▼▼▼
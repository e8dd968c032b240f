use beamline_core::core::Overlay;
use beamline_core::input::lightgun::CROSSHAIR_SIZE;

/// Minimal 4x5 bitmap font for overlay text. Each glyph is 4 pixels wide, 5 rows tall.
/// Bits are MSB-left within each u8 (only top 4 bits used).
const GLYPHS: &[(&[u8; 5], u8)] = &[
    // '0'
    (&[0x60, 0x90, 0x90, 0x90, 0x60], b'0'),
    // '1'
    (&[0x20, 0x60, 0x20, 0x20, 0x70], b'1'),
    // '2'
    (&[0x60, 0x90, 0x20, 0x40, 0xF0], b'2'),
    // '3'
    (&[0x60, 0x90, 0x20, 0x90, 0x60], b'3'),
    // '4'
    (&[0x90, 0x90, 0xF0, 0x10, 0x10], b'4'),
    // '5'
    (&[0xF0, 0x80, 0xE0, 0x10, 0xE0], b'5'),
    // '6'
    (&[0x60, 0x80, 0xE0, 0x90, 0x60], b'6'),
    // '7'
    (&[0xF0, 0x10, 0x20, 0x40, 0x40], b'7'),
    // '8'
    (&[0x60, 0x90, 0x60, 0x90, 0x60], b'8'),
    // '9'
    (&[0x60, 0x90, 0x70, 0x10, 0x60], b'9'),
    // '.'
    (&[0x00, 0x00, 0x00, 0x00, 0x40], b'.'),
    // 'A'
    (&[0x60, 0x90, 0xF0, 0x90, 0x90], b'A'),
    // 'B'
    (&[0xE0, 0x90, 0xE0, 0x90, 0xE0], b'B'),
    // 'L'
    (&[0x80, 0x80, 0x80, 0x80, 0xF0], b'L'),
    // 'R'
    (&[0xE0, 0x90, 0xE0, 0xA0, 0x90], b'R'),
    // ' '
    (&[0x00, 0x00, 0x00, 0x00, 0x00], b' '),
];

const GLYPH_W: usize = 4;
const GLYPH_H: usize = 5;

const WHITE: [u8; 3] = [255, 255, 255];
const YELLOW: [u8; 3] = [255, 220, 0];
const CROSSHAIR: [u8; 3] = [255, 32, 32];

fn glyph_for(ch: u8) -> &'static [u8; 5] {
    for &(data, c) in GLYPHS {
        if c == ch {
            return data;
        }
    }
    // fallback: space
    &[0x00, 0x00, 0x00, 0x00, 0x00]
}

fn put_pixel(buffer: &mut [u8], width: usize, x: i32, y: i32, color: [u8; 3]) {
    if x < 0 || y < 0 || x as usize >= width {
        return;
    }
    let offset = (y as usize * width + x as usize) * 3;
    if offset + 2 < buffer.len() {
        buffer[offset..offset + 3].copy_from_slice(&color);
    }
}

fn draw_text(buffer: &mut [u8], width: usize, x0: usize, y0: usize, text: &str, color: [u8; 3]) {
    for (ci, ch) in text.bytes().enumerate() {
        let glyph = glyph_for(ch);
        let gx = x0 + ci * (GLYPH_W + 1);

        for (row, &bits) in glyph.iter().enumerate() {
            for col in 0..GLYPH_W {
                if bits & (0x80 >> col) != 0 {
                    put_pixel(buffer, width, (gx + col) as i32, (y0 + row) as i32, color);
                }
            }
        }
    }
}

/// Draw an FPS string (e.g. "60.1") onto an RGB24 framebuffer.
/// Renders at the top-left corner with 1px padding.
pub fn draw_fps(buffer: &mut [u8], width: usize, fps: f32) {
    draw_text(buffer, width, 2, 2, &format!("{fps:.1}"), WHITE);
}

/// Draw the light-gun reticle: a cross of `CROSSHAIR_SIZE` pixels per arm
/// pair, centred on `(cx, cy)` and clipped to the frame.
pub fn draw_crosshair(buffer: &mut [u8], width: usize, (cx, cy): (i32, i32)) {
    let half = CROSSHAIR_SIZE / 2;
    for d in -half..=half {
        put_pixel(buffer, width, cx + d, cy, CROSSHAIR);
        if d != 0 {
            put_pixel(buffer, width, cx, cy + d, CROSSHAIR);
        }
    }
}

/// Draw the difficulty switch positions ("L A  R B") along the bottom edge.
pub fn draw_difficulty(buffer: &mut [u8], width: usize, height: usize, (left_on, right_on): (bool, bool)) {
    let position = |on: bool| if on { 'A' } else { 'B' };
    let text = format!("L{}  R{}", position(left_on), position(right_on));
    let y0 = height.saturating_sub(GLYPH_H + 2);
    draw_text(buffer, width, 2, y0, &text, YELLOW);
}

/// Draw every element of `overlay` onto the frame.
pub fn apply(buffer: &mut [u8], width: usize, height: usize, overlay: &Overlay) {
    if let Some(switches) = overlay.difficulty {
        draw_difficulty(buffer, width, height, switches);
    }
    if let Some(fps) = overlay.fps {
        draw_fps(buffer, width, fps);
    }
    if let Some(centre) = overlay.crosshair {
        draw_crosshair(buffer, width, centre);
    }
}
▲▲▲
▼▼▼
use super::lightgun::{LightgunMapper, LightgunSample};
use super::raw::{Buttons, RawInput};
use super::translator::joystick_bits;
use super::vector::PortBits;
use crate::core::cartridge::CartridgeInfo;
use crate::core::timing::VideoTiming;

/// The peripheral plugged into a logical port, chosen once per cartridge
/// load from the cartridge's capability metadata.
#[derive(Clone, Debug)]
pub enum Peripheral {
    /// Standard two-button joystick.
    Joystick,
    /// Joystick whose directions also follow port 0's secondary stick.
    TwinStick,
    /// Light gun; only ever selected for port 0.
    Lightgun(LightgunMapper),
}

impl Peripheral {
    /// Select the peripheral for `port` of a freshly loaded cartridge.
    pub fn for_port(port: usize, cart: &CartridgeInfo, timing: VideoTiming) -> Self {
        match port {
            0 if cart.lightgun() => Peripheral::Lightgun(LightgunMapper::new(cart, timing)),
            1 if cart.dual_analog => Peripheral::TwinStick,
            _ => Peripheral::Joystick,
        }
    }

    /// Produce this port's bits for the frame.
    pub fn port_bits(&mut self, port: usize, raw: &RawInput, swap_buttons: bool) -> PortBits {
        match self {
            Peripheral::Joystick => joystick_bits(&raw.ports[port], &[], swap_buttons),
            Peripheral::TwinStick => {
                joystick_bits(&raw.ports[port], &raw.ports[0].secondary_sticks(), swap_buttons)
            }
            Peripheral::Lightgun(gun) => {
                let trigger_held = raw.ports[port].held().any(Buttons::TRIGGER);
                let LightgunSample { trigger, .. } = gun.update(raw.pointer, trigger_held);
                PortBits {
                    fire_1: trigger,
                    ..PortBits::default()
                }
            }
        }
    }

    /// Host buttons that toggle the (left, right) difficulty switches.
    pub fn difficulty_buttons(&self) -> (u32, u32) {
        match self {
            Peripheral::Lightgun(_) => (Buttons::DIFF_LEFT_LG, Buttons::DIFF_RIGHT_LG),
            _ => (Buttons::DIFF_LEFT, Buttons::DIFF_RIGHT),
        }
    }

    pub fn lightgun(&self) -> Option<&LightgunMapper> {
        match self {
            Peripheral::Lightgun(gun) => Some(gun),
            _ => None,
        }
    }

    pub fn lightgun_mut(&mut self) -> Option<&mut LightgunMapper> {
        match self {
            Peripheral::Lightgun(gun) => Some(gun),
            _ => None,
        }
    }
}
▲▲▲
▼▼▼
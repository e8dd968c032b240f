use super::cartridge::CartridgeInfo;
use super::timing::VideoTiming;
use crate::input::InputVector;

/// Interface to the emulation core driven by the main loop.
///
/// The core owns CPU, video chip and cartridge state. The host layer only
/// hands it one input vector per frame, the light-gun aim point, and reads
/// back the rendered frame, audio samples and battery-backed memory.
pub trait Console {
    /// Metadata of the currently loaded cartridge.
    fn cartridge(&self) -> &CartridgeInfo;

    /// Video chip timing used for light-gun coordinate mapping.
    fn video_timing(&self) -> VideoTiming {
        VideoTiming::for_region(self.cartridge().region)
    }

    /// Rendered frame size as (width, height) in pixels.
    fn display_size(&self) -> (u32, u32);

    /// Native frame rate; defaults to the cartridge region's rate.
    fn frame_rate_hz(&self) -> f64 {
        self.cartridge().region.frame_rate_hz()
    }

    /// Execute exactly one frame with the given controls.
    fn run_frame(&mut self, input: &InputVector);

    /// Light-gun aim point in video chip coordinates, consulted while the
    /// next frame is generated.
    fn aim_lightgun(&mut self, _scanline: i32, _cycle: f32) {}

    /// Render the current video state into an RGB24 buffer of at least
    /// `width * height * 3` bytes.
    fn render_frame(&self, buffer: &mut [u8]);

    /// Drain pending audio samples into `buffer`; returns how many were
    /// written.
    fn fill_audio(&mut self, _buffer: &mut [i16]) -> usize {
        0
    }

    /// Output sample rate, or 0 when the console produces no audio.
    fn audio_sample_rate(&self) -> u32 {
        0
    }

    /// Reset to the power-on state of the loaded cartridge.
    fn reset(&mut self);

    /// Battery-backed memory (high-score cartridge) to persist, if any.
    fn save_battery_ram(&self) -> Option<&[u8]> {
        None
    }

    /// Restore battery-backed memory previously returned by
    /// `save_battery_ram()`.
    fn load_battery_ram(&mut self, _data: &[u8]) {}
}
▲▲▲
Directions = Considering only the material above, set down every line from the one with "const CROSSHAIR: [u8; 3] = [255, 32, 32];" to the one with "fn put_pixel(buffer: &mut", inclusive, exactly as written.

Answer for the task =
const CROSSHAIR: [u8; 3] = [255, 32, 32];

fn glyph_for(ch: u8) -> &'static [u8; 5] {
    for &(data, c) in GLYPHS {
        if c == ch {
            return data;
        }
    }
    // fallback: space
    &[0x00, 0x00, 0x00, 0x00, 0x00]
}

fn put_pixel(buffer: &mut [u8], width: usize, x: i32, y: i32, color: [u8; 3]) {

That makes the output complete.